Aşıkpaşazade, başta hükümdarlar olmak üzere, devlet yönetiminde yer alan herkesin erdemli olmaları gerektiğini özellikle vurgulamıştır. Ancak yöneticile­rin bir şekilde erdemsiz davranışlarda bulunduklarını da sergilemiştir. Bu nokta­da hükümdarın gösterdiği tavır çok önemlidir. O, her ne olursa olsun erdemsiz davranamaz ve erdemsizliğin önüne geçmek için gerekeni yapmak zorundadır. Çünkü, ahlâkî temel bozuldukça, devlet de sallanmaya başlar, sonunda da yıkı­lır. Devletten birinci dereceden sorumlu kişinin görevi, onu sağlam tutmak için çalışmaktır. Ayrıca Tanrı’nın yeryüzündeki gölgesi olan hükümdar, kimliği gere­ği erdemli olmak durumundadır. Bu özelliğiyle başkalarına örnek olmalıdır.

Yukarıda sıralanan olumlu yorumlar yanında, Osmanlı düşünürleri, toplu­mun bunalım içinde olduğunu gerekli tedbirler alınmazsa toplumun çökeceğine de dikkati çekmişlerdir. Mustafa Alî’ye göre, karşılaştırmalı tarihsel bağlamda bakıldığında, Osmanlı Devleti de öbür devletlerin yaşadığı tarihsel süreçlere açıktır. Ne kadar hızlı yükseldiyse, yine o kadar hızla dağılabilir. Dolayısıyla hü­kümdarlar, tarihten ders alarak geçmiş hanedanların çökmesine yol açan yanlış­lardan kaçınmalı, ihmal ya da zararlı uygulamalara düşmemelidirler (Fleischer 1996, 186). Esas olan devletin temel ilkelerini geliştirirken, toplumun sorunları­nı çözen ve ihtiyaçlarını gideren yöntemler geliştirmektir. Bunlar yapılmadığı takdirde, devletin ebet müddet değil, sıradan bir devlet gibi çökeceğinin farkın­dadırlar. Kâtip Çelebi, 12 yıl dolaştığı ülkenin harap olduğunu ve devletin durak­lama döneminin sonlarında bulunduğunu kabul emiş ve Acem ülkesinin daha mamur olduğunu belirtmiştir (Kâtip Çelebi 1982, 24).

Kâtip Çelebi toplumdaki bunalımın başlıca nedenleri arasında, vergi artışı, rüşvet ve yolsuzluğu en başa koymuştur.

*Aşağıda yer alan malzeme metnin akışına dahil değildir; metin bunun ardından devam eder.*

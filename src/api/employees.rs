//! Employee API endpoints.

use axum::{
    extract::{Path, Query, State},
    http::StatusCode,
    Json,
};
use serde::{Deserialize, Serialize};
use serde_json::Value;

use super::ApiResult;
use crate::casing::RawRecord;
use crate::errors::AppError;
use crate::models::EmployeeId;
use crate::repository::EmployeeRepository;
use crate::AppState;

/// Listing query parameters.
#[derive(Debug, Deserialize)]
pub struct PageQuery {
    /// 1-based page number (default: 1).
    #[serde(default = "default_page")]
    pub page: usize,
    /// Page size (default: the configured page size).
    #[serde(default)]
    pub size: Option<usize>,
}

fn default_page() -> usize {
    1
}

/// One page of employees.
#[derive(Debug, Serialize)]
pub struct EmployeePage {
    pub items: Vec<RawRecord>,
    pub page: usize,
    pub size: usize,
    pub total: usize,
}

/// GET /api/employees - List one page of employees.
pub async fn list_employees(
    State(state): State<AppState>,
    Query(query): Query<PageQuery>,
) -> ApiResult<EmployeePage> {
    let size = query.size.unwrap_or(state.config.page_size);
    if query.page == 0 || size == 0 {
        return Err(AppError::BadRequest(
            "page and size must be positive".to_string(),
        ));
    }

    let items = state.repo.list_page(query.page, size).await;
    let total = state.repo.len().await;

    Ok(Json(EmployeePage {
        items,
        page: query.page,
        size,
        total,
    }))
}

/// POST /api/employees - Create a new employee.
pub async fn create_employee(
    State(state): State<AppState>,
    Json(request): Json<RawRecord>,
) -> Result<(StatusCode, Json<RawRecord>), AppError> {
    validate(&request)?;

    let created = state.repo.create(without_id(request)).await?;
    Ok((StatusCode::CREATED, Json(created)))
}

/// PUT /api/employees/:id - Replace an employee's fields.
pub async fn update_employee(
    State(state): State<AppState>,
    Path(id): Path<i64>,
    Json(request): Json<RawRecord>,
) -> ApiResult<RawRecord> {
    validate(&request)?;

    let updated = state.repo.update(EmployeeId(id), without_id(request)).await?;
    Ok(Json(updated))
}

/// Employee number must be an integer, sent as a number or as digits.
fn validate(request: &RawRecord) -> Result<(), AppError> {
    let valid = match request.get("employee_number") {
        Some(Value::Number(n)) => n.is_i64(),
        Some(Value::String(s)) => s.trim().parse::<i64>().is_ok(),
        _ => false,
    };

    if !valid {
        return Err(AppError::Validation(
            "employee_number must be an integer".to_string(),
        ));
    }
    Ok(())
}

/// The store owns ids; a client-sent id is ignored.
fn without_id(mut request: RawRecord) -> RawRecord {
    request.remove("id");
    request
}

Ona göre şeriata uymayan iğrenç rüşveti, Müslüman olmayan hükümdarlar dahi ayıplayıp yasaklarken, Osmanlı'da alabildiğine yaygınlaşması en önemli sorundur (Kâtip Çelebi 1982, 25). Rüşvet sorununa Lütfi Paşa da değin­miş ve devlet adamlarının rüşvet almasını, ilacı olmayan kötü bir hastalık olarak tanımlamıştır (Lütfi Paşa 1982, 17). Görülen o ki rüşvet ve vergi artışları en önem­li sorunlardır. Kâtip Çelebi’nin devletin bunalımdan çıkması için sıraladığı mad­delere bakıldığında, toplumun ne türden sorunlarla boğuştuğu görülmektedir.

Kâtip Çelebi (1609-1657) devletin bunalımdan çıkması için gerekli şartları şöyle sıralamıştır:

1- Halkı Hakk’a boyun eğdirecek dirayetli bir kişinin varlığı.

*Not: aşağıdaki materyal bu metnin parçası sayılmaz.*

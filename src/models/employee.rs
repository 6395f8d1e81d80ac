//! Employee record as the screen edits it, and its submission-ready form.

use serde::{Deserialize, Deserializer, Serialize};
use serde_json::Value;

use crate::casing::{self, RawRecord};
use crate::errors::SubmissionError;

/// Gender shown when none was chosen.
pub const DEFAULT_GENDER: &str = "Unspecified";
/// Profile colour shown when none was chosen.
pub const DEFAULT_PROFILE_COLOR: &str = "Default";

/// Server-assigned identifier of a persisted employee.
#[derive(Debug, Clone, Copy, PartialEq, Eq, Hash, Serialize, Deserialize)]
#[serde(transparent)]
pub struct EmployeeId(pub i64);

impl std::fmt::Display for EmployeeId {
    fn fmt(&self, f: &mut std::fmt::Formatter<'_>) -> std::fmt::Result {
        write!(f, "{}", self.0)
    }
}

/// One employee in client convention. Every editable field is text, as typed in the form.
#[derive(Debug, Clone, PartialEq, Eq, Serialize, Deserialize)]
#[serde(rename_all = "camelCase", default)]
pub struct EmployeeRecord {
    /// Present only once the server has persisted the record.
    #[serde(skip_serializing_if = "Option::is_none")]
    pub id: Option<EmployeeId>,
    #[serde(deserialize_with = "lenient_string")]
    pub employee_number: String,
    #[serde(deserialize_with = "lenient_string")]
    pub first_name: String,
    #[serde(deserialize_with = "lenient_string")]
    pub last_name: String,
    #[serde(deserialize_with = "lenient_string")]
    pub full_name: String,
    #[serde(deserialize_with = "lenient_string")]
    pub salutation: String,
    #[serde(deserialize_with = "lenient_string")]
    pub gender: String,
    /// May contain spaces as thousands separators, e.g. `"50 000"`.
    #[serde(deserialize_with = "lenient_string")]
    pub gross_salary: String,
    #[serde(deserialize_with = "lenient_string")]
    pub profile_color: String,
}

impl Default for EmployeeRecord {
    fn default() -> Self {
        Self {
            id: None,
            employee_number: String::new(),
            first_name: String::new(),
            last_name: String::new(),
            full_name: String::new(),
            salutation: String::new(),
            gender: DEFAULT_GENDER.to_string(),
            gross_salary: String::new(),
            profile_color: DEFAULT_PROFILE_COLOR.to_string(),
        }
    }
}

impl EmployeeRecord {
    /// True once the server has assigned an id. This alone decides create vs. update.
    pub fn is_persisted(&self) -> bool {
        self.id.is_some()
    }

    /// `fullName` if set, otherwise first and last name joined.
    pub fn display_full_name(&self) -> String {
        if !self.full_name.trim().is_empty() {
            return self.full_name.clone();
        }
        format!("{} {}", self.first_name.trim(), self.last_name.trim())
            .trim()
            .to_string()
    }

    /// Build from a record already in client convention.
    pub fn from_internal(record: RawRecord) -> Result<Self, serde_json::Error> {
        serde_json::from_value(Value::Object(record))
    }

    /// Build from a record as the server sent it.
    pub fn from_server(record: RawRecord) -> Result<Self, serde_json::Error> {
        Self::from_internal(casing::to_internal(record))
    }

    /// Copy of this record without its id, for duplicating a row into a draft.
    pub fn as_draft(&self) -> Self {
        Self {
            id: None,
            ..self.clone()
        }
    }
}

/// Accept a string, a number or null where the screen keeps text.
fn lenient_string<'de, D>(deserializer: D) -> Result<String, D::Error>
where
    D: Deserializer<'de>,
{
    match Value::deserialize(deserializer)? {
        Value::Null => Ok(String::new()),
        Value::String(s) => Ok(s),
        Value::Number(n) => Ok(n.to_string()),
        Value::Bool(b) => Ok(b.to_string()),
        other => Err(serde::de::Error::custom(format!(
            "expected text or number, got {}",
            other
        ))),
    }
}

/// Submission-ready employee: numeric employee number, plain salary, no id.
#[derive(Debug, Clone, PartialEq, Eq, Serialize)]
#[serde(rename_all = "camelCase")]
pub struct NormalizedEmployee {
    pub employee_number: i64,
    pub first_name: String,
    pub last_name: String,
    pub full_name: String,
    pub salutation: String,
    pub gender: String,
    pub gross_salary: String,
    pub profile_color: String,
}

impl NormalizedEmployee {
    /// Request body in server convention.
    pub fn to_payload(&self) -> Result<RawRecord, serde_json::Error> {
        match serde_json::to_value(self)? {
            Value::Object(map) => Ok(casing::to_external(map)),
            other => Err(serde::de::Error::custom(format!(
                "employee serialized to non-object {}",
                other
            ))),
        }
    }
}

/// Validate and normalize a form record. Used for both creates and updates.
pub fn normalize_for_submission(
    record: &EmployeeRecord,
) -> Result<NormalizedEmployee, SubmissionError> {
    let number = record.employee_number.trim();
    if number.is_empty() {
        return Err(SubmissionError::Validation(
            "Employee number is required".to_string(),
        ));
    }
    let employee_number = number.parse::<i64>().map_err(|_| {
        SubmissionError::Validation(format!("Employee number '{}' is not numeric", number))
    })?;

    let gross_salary: String = record
        .gross_salary
        .chars()
        .filter(|c| !c.is_whitespace())
        .collect();
    if !is_plain_decimal(&gross_salary) {
        return Err(SubmissionError::Validation(format!(
            "Gross salary '{}' is not a valid amount",
            record.gross_salary
        )));
    }

    Ok(NormalizedEmployee {
        employee_number,
        first_name: record.first_name.clone(),
        last_name: record.last_name.clone(),
        full_name: record.display_full_name(),
        salutation: record.salutation.clone(),
        gender: record.gender.clone(),
        gross_salary,
        profile_color: record.profile_color.clone(),
    })
}

/// Optional leading `-`, digits, at most one `.` with digits on at least one side.
fn is_plain_decimal(s: &str) -> bool {
    let digits = s.strip_prefix('-').unwrap_or(s);
    let mut parts = digits.splitn(2, '.');
    let whole = parts.next().unwrap_or("");
    let frac = parts.next().unwrap_or("");

    (!whole.is_empty() || !frac.is_empty())
        && whole.chars().all(|c| c.is_ascii_digit())
        && frac.chars().all(|c| c.is_ascii_digit())
}

#[cfg(test)]
mod tests {
    use super::*;
    use serde_json::json;

    fn alice() -> EmployeeRecord {
        EmployeeRecord {
            employee_number: "1001".to_string(),
            first_name: "Alice".to_string(),
            last_name: "Anderson".to_string(),
            full_name: "Alice Anderson".to_string(),
            salutation: "Ms.".to_string(),
            gender: "Female".to_string(),
            gross_salary: "50 000".to_string(),
            profile_color: "Blue".to_string(),
            ..Default::default()
        }
    }

    #[test]
    fn test_default_uses_sentinels() {
        let blank = EmployeeRecord::default();
        assert_eq!(blank.gender, "Unspecified");
        assert_eq!(blank.profile_color, "Default");
        assert!(blank.employee_number.is_empty());
        assert!(!blank.is_persisted());
    }

    #[test]
    fn test_normalize_coerces_number_and_strips_salary() {
        let normalized = normalize_for_submission(&alice()).unwrap();
        assert_eq!(normalized.employee_number, 1001);
        assert_eq!(normalized.gross_salary, "50000");
    }

    #[test]
    fn test_normalize_strips_all_whitespace_kinds() {
        let mut record = alice();
        record.gross_salary = " 1\u{a0}250 000.50\t".to_string();
        let normalized = normalize_for_submission(&record).unwrap();
        assert_eq!(normalized.gross_salary, "1250000.50");
    }

    #[test]
    fn test_normalize_rejects_non_numeric_number() {
        let mut record = alice();
        record.employee_number = "abc".to_string();
        let err = normalize_for_submission(&record).unwrap_err();
        assert!(matches!(err, SubmissionError::Validation(_)));
    }

    #[test]
    fn test_normalize_rejects_blank_number() {
        let mut record = alice();
        record.employee_number = "   ".to_string();
        assert!(matches!(
            normalize_for_submission(&record),
            Err(SubmissionError::Validation(_))
        ));
    }

    #[test]
    fn test_normalize_rejects_malformed_salary() {
        for salary in ["", "50k", "1.2.3", "-", ".", "1e5"] {
            let mut record = alice();
            record.gross_salary = salary.to_string();
            assert!(
                matches!(
                    normalize_for_submission(&record),
                    Err(SubmissionError::Validation(_))
                ),
                "salary {:?} should be rejected",
                salary
            );
        }
    }

    #[test]
    fn test_normalize_fills_blank_full_name() {
        let mut record = alice();
        record.full_name = String::new();
        let normalized = normalize_for_submission(&record).unwrap();
        assert_eq!(normalized.full_name, "Alice Anderson");
    }

    #[test]
    fn test_payload_is_server_convention_without_id() {
        let mut record = alice();
        record.id = Some(EmployeeId(7));
        let payload = normalize_for_submission(&record)
            .unwrap()
            .to_payload()
            .unwrap();

        assert_eq!(payload["employee_number"], json!(1001));
        assert_eq!(payload["gross_salary"], json!("50000"));
        assert_eq!(payload["profile_color"], json!("Blue"));
        assert!(!payload.contains_key("id"));
        assert!(!payload.contains_key("employeeNumber"));
    }

    #[test]
    fn test_from_server_accepts_numbers_and_nulls() {
        let raw = match json!({
            "id": 7,
            "employee_number": 1001,
            "first_name": "Alice",
            "last_name": "Anderson",
            "salutation": null,
            "gross_salary": 50000,
            "department": "Finance"
        }) {
            Value::Object(map) => map,
            _ => unreachable!(),
        };

        let record = EmployeeRecord::from_server(raw).unwrap();
        assert_eq!(record.id, Some(EmployeeId(7)));
        assert_eq!(record.employee_number, "1001");
        assert_eq!(record.gross_salary, "50000");
        assert_eq!(record.salutation, "");
        // Missing fields fall back to the blank form.
        assert_eq!(record.gender, "Unspecified");
        assert_eq!(record.profile_color, "Default");
    }

    #[test]
    fn test_as_draft_drops_id() {
        let mut record = alice();
        record.id = Some(EmployeeId(3));
        let draft = record.as_draft();
        assert!(!draft.is_persisted());
        assert_eq!(draft.employee_number, "1001");
    }
}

2-   Devletin ileri gelenlerinin, gerçek padişahın Allah olduğunu bilmeleri gerekir. Gerçekte, hazine de, asker de, halk da hep onundur. Yeryüzü padişahı onun hali­fesidir. Bu padişah, O’nun sebepleri yaratışı ile yeryüzünü yönetir.

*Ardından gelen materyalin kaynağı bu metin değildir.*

//! REST-backed repository.

use std::time::Duration;

use async_trait::async_trait;
use reqwest::{Client, Response};
use serde_json::Value;

use super::EmployeeRepository;
use crate::casing::RawRecord;
use crate::config::Config;
use crate::errors::RepositoryError;
use crate::models::EmployeeId;

/// Employee repository talking to `{base_url}/employees`.
#[derive(Debug, Clone)]
pub struct HttpEmployeeRepository {
    client: Client,
    base_url: String,
    page_size: usize,
}

impl HttpEmployeeRepository {
    pub fn new(
        base_url: &str,
        page_size: usize,
        timeout: Duration,
    ) -> Result<Self, RepositoryError> {
        let client = Client::builder().timeout(timeout).build()?;
        Ok(Self {
            client,
            base_url: base_url.trim_end_matches('/').to_string(),
            page_size,
        })
    }

    pub fn from_config(config: &Config) -> Result<Self, RepositoryError> {
        Self::new(&config.api_url, config.page_size, config.request_timeout)
    }

    pub fn base_url(&self) -> &str {
        &self.base_url
    }

    fn url(&self, path: &str) -> String {
        format!("{}{}", self.base_url, path)
    }
}

#[async_trait]
impl EmployeeRepository for HttpEmployeeRepository {
    async fn list(&self) -> Result<Vec<RawRecord>, RepositoryError> {
        let resp = self
            .client
            .get(self.url("/employees"))
            .query(&[("page", 1usize), ("size", self.page_size)])
            .send()
            .await?;

        let body = read_json(resp).await?;
        let items = match body {
            Value::Array(items) => items,
            Value::Object(mut map) => match map.remove("items") {
                Some(Value::Array(items)) => items,
                _ => {
                    return Err(RepositoryError::Decode(
                        "listing has no items array".to_string(),
                    ))
                }
            },
            other => {
                return Err(RepositoryError::Decode(format!(
                    "unexpected listing body: {}",
                    other
                )))
            }
        };

        let records = items
            .into_iter()
            .map(into_record)
            .collect::<Result<Vec<_>, _>>()?;
        tracing::debug!("Listed {} employees from {}", records.len(), self.base_url);
        Ok(records)
    }

    async fn create(&self, record: RawRecord) -> Result<RawRecord, RepositoryError> {
        let resp = self
            .client
            .post(self.url("/employees"))
            .json(&record)
            .send()
            .await?;
        into_record(read_json(resp).await?)
    }

    async fn update(
        &self,
        id: EmployeeId,
        record: RawRecord,
    ) -> Result<RawRecord, RepositoryError> {
        let resp = self
            .client
            .put(self.url(&format!("/employees/{}", id)))
            .json(&record)
            .send()
            .await?;
        into_record(read_json(resp).await?)
    }
}

/// Body of a 2xx response as JSON, or a rejection carrying the server's detail.
async fn read_json(resp: Response) -> Result<Value, RepositoryError> {
    let status = resp.status();
    let bytes = resp.bytes().await?;

    if !status.is_success() {
        let detail = extract_detail(&bytes);
        tracing::warn!("Employee API returned {}: {:?}", status, detail);
        return Err(RepositoryError::Rejected {
            status: status.as_u16(),
            detail,
        });
    }

    Ok(serde_json::from_slice(&bytes)?)
}

fn into_record(value: Value) -> Result<RawRecord, RepositoryError> {
    match value {
        Value::Object(map) => Ok(map),
        other => Err(RepositoryError::Decode(format!(
            "expected employee object, got {}",
            other
        ))),
    }
}

/// `detail` as text, or the joined `msg` entries of a validation list.
fn extract_detail(body: &[u8]) -> Option<String> {
    let value: Value = serde_json::from_slice(body).ok()?;
    match value.get("detail")? {
        Value::String(detail) => Some(detail.clone()),
        Value::Array(entries) => {
            let messages: Vec<&str> = entries
                .iter()
                .filter_map(|entry| entry.get("msg").and_then(Value::as_str))
                .collect();
            if messages.is_empty() {
                None
            } else {
                Some(messages.join("; "))
            }
        }
        _ => None,
    }
}

#[cfg(test)]
mod tests {
    use super::*;

    #[test]
    fn test_extract_detail_string() {
        let body = br#"{"detail": "Employee number 1001 already exists"}"#;
        assert_eq!(
            extract_detail(body).as_deref(),
            Some("Employee number 1001 already exists")
        );
    }

    #[test]
    fn test_extract_detail_validation_list() {
        let body = br#"{"detail": [{"loc": ["body", "employee_number"], "msg": "field required"}, {"msg": "value is not a valid integer"}]}"#;
        assert_eq!(
            extract_detail(body).as_deref(),
            Some("field required; value is not a valid integer")
        );
    }

    #[test]
    fn test_extract_detail_absent() {
        assert_eq!(extract_detail(br#"{"error": "boom"}"#), None);
        assert_eq!(extract_detail(b"<html>Bad Gateway</html>"), None);
        assert_eq!(extract_detail(br#"{"detail": 42}"#), None);
    }

    #[test]
    fn test_base_url_is_trimmed() {
        let repo =
            HttpEmployeeRepository::new("http://localhost:8080/api/", 100, Duration::from_secs(5))
                .unwrap();
        assert_eq!(repo.base_url(), "http://localhost:8080/api");
        assert_eq!(repo.url("/employees"), "http://localhost:8080/api/employees");
    }
}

3- Adil ve hakça tek bir gönül ve bir görüşle, terslik edenlere meydan vermeyip, devlet iş­lerinde alınması gerekli tedbirleri almak ve de hemen işe koyulmak gerekmekte­dir.

4- Ordunun belli başlı tecrübeli kişileri, gerçeklerde birleşip, sayesinde hu­zur içinde yaşadıkları devletten yana çıkarak, asker gücü ile hıyanet ve fesat er­babının kökünü kazıyıp, geçmişte birçok kere, dine ve devlete yaptıkları hizmet­leri yeniden yapmalarıdır.

5- Devleti yönetenler, doğru olanda birleşmeye gayret ve çaba gösterip, gereksiz harcamaları azaltmak için askeri kullanarak, ordunun kahredici gücü ile dirlik ve düzenliği sağlamalıdırlar. Bunlar basit ve kolay gö­zükmekle birlikte uygulaması çok zor olan durumlardır. Çünkü, devletten yana ve Hakk’a uyan kimse çok az olup, halkın çoğunluğu kendi çıkan peşindedir. Bu işin halli ancak, dirayetli bir kişi ile mümkündür (Kâtip Çelebi 1982, 31-32).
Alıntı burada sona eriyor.